Un négationnisme encouragé par des institutions franco-turques

Au Mémorial de la Shoah, Alban Perrin, responsable des formations des professeurs sur l’histoire des génocides, constate « des difficultés sur l’ensemble du territoire : quand on leur demande s’ils ont déjà fait face à des contestations d’un génocide, c’est celui des Arméniens qui vient en premier, alors que celui direct de la Shoah est rarissime ». Les contestations surviennent le plus souvent lorsque le génocide est abordé dans les programmes, en troisième et en première. Ou le 24 avril, journée nationale de commémoration du génocide arménien depuis deux ans.

Le négationnisme va d’une simple remarque – « c’est pas vrai » ou « les Arméniens l’ont bien cherché » – à des refus revendiqués, comme des mots dans les carnets de correspondance de parents qui ne veulent pas que leur enfant assiste au cours ou fasse un devoir… Un des élèves de Nathalie*, prof en collège, lui a apporté « une liasse de documents démontant point par point les sources utilisées dans les manuels ». « J’ai compris, dit Nathalie, que les élèves étaient préparés en amont. »

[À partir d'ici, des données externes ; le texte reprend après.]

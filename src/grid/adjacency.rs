//! Axis-neighbour lookup and open-direction classification.
//!
//! Neighbours are resolved by coordinate arithmetic against the dense grid,
//! so cells never hold references to each other. A neighbour slot is `None`
//! when the position falls off the grid; [`WalkabilityGrid::is_open`] applies
//! the grid's off-grid policy to such slots.

use super::{Coord, Direction, DirectionSet, WalkabilityGrid};

/// The four axis-neighbour slots of a cell, `None` where off-grid.
#[derive(Debug, Clone, Copy, PartialEq, Eq, Default)]
pub struct Neighbors {
    slots: [Option<Coord>; 4],
}

impl Neighbors {
    /// Returns the neighbour in `dir`.
    #[inline]
    pub fn get(&self, dir: Direction) -> Option<Coord> {
        self.slots[dir.index()]
    }

    /// Iterates `(direction, neighbour)` pairs clockwise from `Up`.
    pub fn iter(&self) -> impl Iterator<Item = (Direction, Option<Coord>)> + '_ {
        Direction::ALL.into_iter().map(move |d| (d, self.get(d)))
    }

    /// Iterates only the neighbours that lie on the grid.
    pub fn on_grid(&self) -> impl Iterator<Item = Coord> + '_ {
        self.slots.iter().flatten().copied()
    }
}

/// A resolved cell record.
#[derive(Debug, Clone, Copy, PartialEq, Eq)]
pub struct Cell {
    pub coord: Coord,
    pub walkable: bool,
    pub neighbors: Neighbors,
    /// Directions whose neighbour is walkable or off-grid (per policy).
    pub open: DirectionSet,
}

impl WalkabilityGrid {
    /// Returns the neighbour of `coord` in `dir`, or `None` if it is off-grid.
    #[inline]
    pub fn neighbor(&self, coord: Coord, dir: Direction) -> Option<Coord> {
        let next = coord.step(dir);
        if self.contains(next) {
            Some(next)
        } else {
            None
        }
    }

    /// Returns all four neighbour slots of `coord`.
    pub fn neighbors(&self, coord: Coord) -> Neighbors {
        let mut slots = [None; 4];
        for dir in Direction::ALL {
            slots[dir.index()] = self.neighbor(coord, dir);
        }
        Neighbors { slots }
    }

    /// Tests if `coord` counts as open space for boundary purposes.
    ///
    /// On-grid positions are open when walkable; off-grid positions follow
    /// [`WalkabilityGrid::off_grid_walkable`].
    #[inline]
    pub fn is_open(&self, coord: Coord) -> bool {
        self.is_walkable(coord).unwrap_or(self.off_grid_walkable())
    }

    /// Tests if the neighbour of `coord` in `dir` is open.
    #[inline]
    pub fn is_open_toward(&self, coord: Coord, dir: Direction) -> bool {
        self.is_open(coord.step(dir))
    }

    /// Returns the set of directions in which `coord` borders open space.
    ///
    /// # Example
    ///
    /// ```
    /// use tile_outline::grid::{Coord, Direction, WalkabilityGrid};
    ///
    /// let grid = WalkabilityGrid::new(2, 1, vec![false, false]).unwrap();
    /// let open = grid.open_directions(Coord::new(0, 0));
    /// assert!(open.contains(Direction::Left));
    /// assert!(!open.contains(Direction::Right));
    /// assert_eq!(open.len(), 3);
    /// ```
    pub fn open_directions(&self, coord: Coord) -> DirectionSet {
        Direction::ALL
            .into_iter()
            .filter(|d| self.is_open_toward(coord, *d))
            .collect()
    }

    /// Returns the full cell record for `coord`, or `None` if it is off-grid.
    pub fn cell(&self, coord: Coord) -> Option<Cell> {
        let walkable = self.is_walkable(coord)?;
        Some(Cell {
            coord,
            walkable,
            neighbors: self.neighbors(coord),
            open: self.open_directions(coord),
        })
    }

    /// Iterates all cell records in scan order.
    pub fn cells(&self) -> impl Iterator<Item = Cell> + '_ {
        self.coords().filter_map(move |c| self.cell(c))
    }
}

#[cfg(test)]
mod tests {
    use super::*;

    #[test]
    fn test_corner_neighbors() {
        let grid = WalkabilityGrid::filled(3, 3, false).unwrap();
        let n = grid.neighbors(Coord::new(0, 0));
        assert_eq!(n.get(Direction::Up), Some(Coord::new(0, 1)));
        assert_eq!(n.get(Direction::Right), Some(Coord::new(1, 0)));
        assert_eq!(n.get(Direction::Down), None);
        assert_eq!(n.get(Direction::Left), None);
        assert_eq!(n.on_grid().count(), 2);
    }

    #[test]
    fn test_off_grid_policy() {
        let grid = WalkabilityGrid::filled(1, 1, false).unwrap();
        assert_eq!(grid.open_directions(Coord::new(0, 0)), DirectionSet::all());

        let sealed = grid.with_off_grid_walkable(false);
        assert!(sealed.open_directions(Coord::new(0, 0)).is_empty());
    }

    #[test]
    fn test_open_directions_follow_walkability() {
        // Centre cell open, ring blocked.
        let grid = WalkabilityGrid::from_fn(3, 3, |c| c == Coord::new(1, 1)).unwrap();
        let below = grid.open_directions(Coord::new(1, 0));
        assert!(below.contains(Direction::Up));
        assert!(below.contains(Direction::Down));
        assert!(!below.contains(Direction::Left));
        assert!(!below.contains(Direction::Right));
    }

    #[test]
    fn test_cell_record() {
        let grid = WalkabilityGrid::from_fn(2, 2, |c| c.x == 0).unwrap();
        let cell = grid.cell(Coord::new(1, 1)).unwrap();
        assert!(!cell.walkable);
        assert!(cell.open.contains(Direction::Left));
        assert!(cell.open.contains(Direction::Up));
        assert!(!cell.open.contains(Direction::Down));
        assert!(grid.cell(Coord::new(2, 2)).is_none());
        assert_eq!(grid.cells().count(), 4);
    }
}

De fait, ces initiatives sont encouragées par des institutions et associations franco-turques. Cojep International, relais de Recep Tayyip Erdogan auprès de la diaspora et des institutions européennes, a ainsi édité un livret afin d' »aider [les] jeunes d’origine turque à exprimer leurs idées sur le sujet des événements de 1915, lorsqu’ils rencontrent des problèmes au cours d’une déclaration ou d’un cours d’histoire à l’école ». Le site du ministère des Affaires étrangères de Turquie présente un dossier « historique » reprenant les arguments négationnistes.

Souvent de pair avec un nationalisme exacerbé

Chez les élèves, le refus de la réalité va fréquemment de pair avec un nationalisme exacerbé. Frédéric, professeur dans un lycée sans histoires des Yvelines, a vu surgir le négationnisme pendant un cours sur l’Etat de droit en enseignement moral et civique dans une classe de seconde. Il s’accompagnait de la négation de l’existence des Kurdes et d’une promotion violente du régime de Recep Tayyip Erdogan. « Ce qui m’a le plus interpellé a été de voir à quel point le catéchisme nationaliste turc était intégré par ces élèves, confie-t-il. En tirant sur le fil, les éléments de propagande venaient les uns après les autres. Un délire identitaire et paranoïaque. Cette question du génocide arménien est parfaitement intégrée dans la défense du pouvoir actuel turc. »

La situation s’est envenimée avec un des élèves. La mère s’en est mêlée avec un message sur le logiciel de vie scolaire Pronote : « Comment pouvez-vous enseigner des choses pareilles à nos enfants? » La proviseure les a convoqués. « En allant au rendez-vous, j’ai eu peur, je ne savais pas sur qui j’allais tomber. Et si cette femme venait avec une fiole d’acide? Est-ce que ce jeune homme allait traduire en acte ses idées? » L’entretien s’est finalement déroulé sans encombre.

Lorsqu’ils ne parviennent pas à ébranler cette idéologie, des professeurs ressentent un malaise. « La dernière fois que ça m’est arrivé, c’était après l’assassinat de Samuel Paty, raconte Stéphanie, qui enseigne dans un collège de Mulhouse. Mon père m’a dit : ‘Fais gaffe quand même à ce que tu dis, je n’ai pas envie de venir te récupérer en deux morceaux.' »

* Les professeurs cités avec un prénom ont été anonymisés.